The process of automation included training a convolution neural network on images in the database to identify species. Data also had to be labeled using a "golden data set" provided by researchers as the standard to build a database of other pertinent identification information. Soon, researchers are hoping the tables will turn: Rather than teaching the technology, they're hoping the technology will teach them.
"Given more data, we can start to look at what data points are being surfaced by computer vision that can identify an individual that maybe aren't obvious to the human eye," Ainsworth said during a session she gave later that day.
AI in agriculture
Microsoft Research also has staked a claim in the artificial intelligence for social good movement. It is investigating ways to enable data-driven farming techniques such as "precision agriculture," where crops are watered or fertilized with exactly the amount they need and no more.
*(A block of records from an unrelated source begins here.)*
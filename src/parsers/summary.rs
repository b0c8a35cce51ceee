use super::extractor::{self, Row};
use super::marks::parse_overall_mark;
use crate::error::{Result, ScraperError};
use crate::models::{CourseIdentity, CourseSummary};
use regex::Regex;
use std::sync::LazyLock;

/// Reported when none of the summary signatures match.
pub const SUMMARY_TABLE_KEY: &str = "summary.table";

static BLOCK: LazyLock<Regex> = LazyLock::new(|| Regex::new(r"(?i)Block:\s*P(\d+)").unwrap());
static ROOM: LazyLock<Regex> = LazyLock::new(|| Regex::new(r"(?i)rm\.\s*(\w+)").unwrap());

/// Parses the marks listing page into course summaries.
///
/// A page without a recognisable summary table, or whose table holds no
/// course rows, is an error: it means the portal changed, not that the
/// student has no courses.
pub fn parse_courses_from_html(html: &str) -> Result<Vec<CourseSummary>> {
    let fragment = extractor::find_summary_table(html)
        .ok_or_else(|| ScraperError::ElementNotFound(SUMMARY_TABLE_KEY.to_string()))?;

    let courses: Vec<CourseSummary> = extractor::extract_data_rows(&fragment)
        .iter()
        .filter_map(parse_course_row)
        .collect();

    if courses.is_empty() {
        return Err(ScraperError::ParsingError(format!(
            "summary table ({}) contained no course rows",
            fragment.key
        )));
    }

    tracing::debug!(count = courses.len(), key = fragment.key, "parsed course summaries");
    Ok(courses)
}

/// Reads one summary row, or `None` if it does not look like a course.
pub fn parse_course_row(row: &Row) -> Option<CourseSummary> {
    if row.cells.len() < 3 {
        return None;
    }

    let info = &row.cells[0].lines;
    let identity = CourseIdentity::parse(info.first()?);
    if identity.code.is_empty() {
        return None;
    }

    let details = info[1..].join(" ");
    let period = BLOCK
        .captures(&details)
        .map(|c| c[1].to_string())
        .unwrap_or_default();
    let room = ROOM
        .captures(&details)
        .map(|c| c[1].to_string())
        .unwrap_or_default();

    let overall = parse_overall_mark(&row.cells[2].text());
    if overall.is_none() {
        tracing::debug!(code = %identity.code, "course has no readable mark");
    }

    let detail_link = row.links.iter().find(|l| l.contains("viewReport")).cloned();

    Some(CourseSummary {
        code: identity.code,
        name: identity.name,
        room,
        period,
        overall,
        detail_link,
    })
}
The mission is to use artificial intelligence to deal with the looming global food crisis. Farmers are going to have to double food production to sustain the projected nine billion people who will inhabit the planet by 2050.
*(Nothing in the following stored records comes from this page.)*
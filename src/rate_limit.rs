use crate::error::{Result, ScraperError};
use governor::{
    Quota, RateLimiter,
    clock::{Clock, DefaultClock},
    middleware::NoOpMiddleware,
    state::{InMemoryState, NotKeyed},
};
use std::num::NonZeroU32;

/// Caller-imposed request budget.
///
/// The whole per-minute budget may be spent in a burst and cells come back
/// one at a time across the minute. An exhausted budget is reported at once,
/// never waited out.
pub struct RequestBudget<C: Clock = DefaultClock> {
    limiter: RateLimiter<NotKeyed, InMemoryState, C, NoOpMiddleware<C::Instant>>,
}

impl RequestBudget {
    pub fn per_minute(requests: u32) -> Self {
        let quota = Quota::per_minute(NonZeroU32::new(requests).unwrap_or(NonZeroU32::MIN));
        Self {
            limiter: RateLimiter::direct(quota),
        }
    }
}

impl<C: Clock> RequestBudget<C> {
    /// Takes one cell or reports how long until one is available.
    pub fn try_acquire(&self) -> Result<()> {
        self.limiter.check().map_err(|not_until| ScraperError::RateLimited {
            retry_after: not_until.wait_time_from(self.limiter.clock().now()),
        })
    }
}

#[cfg(test)]
mod tests {
    use super::*;
    use governor::clock::FakeRelativeClock;
    use std::time::Duration;

    fn fake_budget(requests: u32) -> RequestBudget<FakeRelativeClock> {
        let quota = Quota::per_minute(NonZeroU32::new(requests).unwrap());
        RequestBudget {
            limiter: RateLimiter::direct_with_clock(quota, FakeRelativeClock::default()),
        }
    }

    #[test]
    fn budget_refills_over_time() {
        let budget = fake_budget(2);

        assert!(budget.try_acquire().is_ok());
        assert!(budget.try_acquire().is_ok());

        match budget.try_acquire() {
            Err(ScraperError::RateLimited { retry_after }) => {
                assert!(retry_after <= Duration::from_secs(30));
                assert!(retry_after > Duration::from_secs(29));
            }
            other => panic!("expected RateLimited, got {:?}", other),
        }

        budget.limiter.clock().advance(Duration::from_secs(31));
        assert!(budget.try_acquire().is_ok());
    }

    #[test]
    fn refill_never_exceeds_capacity() {
        let budget = fake_budget(3);
        budget.limiter.clock().advance(Duration::from_secs(600));

        for _ in 0..3 {
            assert!(budget.try_acquire().is_ok());
        }
        assert!(budget.try_acquire().is_err());
    }

    #[test]
    fn zero_budget_still_allows_one_request() {
        let budget = RequestBudget::per_minute(0);
        assert!(budget.try_acquire().is_ok());
        assert!(matches!(
            budget.try_acquire(),
            Err(ScraperError::RateLimited { .. })
        ));
    }
}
But building the AI infrastructure to do this isn't cheap. Data-driven farming requires sensors, which can cost as much as $1,000 apiece. The big expense is neither the sensors themselves nor is it the energy needed to power internet of things devices. Instead, "it is the connectivity -- it's getting data from the actual devices into the cloud where we can do something useful with it," said Marsman, who is part of Microsoft's AI for Earth Group.
Cellular and Wi-Fi connectivity aren't robust enough in rural areas to get the job done, so Microsoft is experimenting with "television white spaces." Because television stations broadcast at a lower frequency than Wi-Fi, coverage of an area can be more complete.
"Now, of course, you can't just start sending data packets over unused television channels," Marsman said. "You have to work with the local governments and do it properly. But this is something that we've pioneered and it actually works quite well." And the data generated can be used to feed machine learning models to predict the best time to plant crops or when to fertilize.
Microsoft researchers are also attempting to reduce the number of sensors needed by deploying drones or helium balloons outfitted with cameras to capture aerial photos of the crops. The images are combined with machine learning models to build maps that can predict sensor readings in areas that don't have any.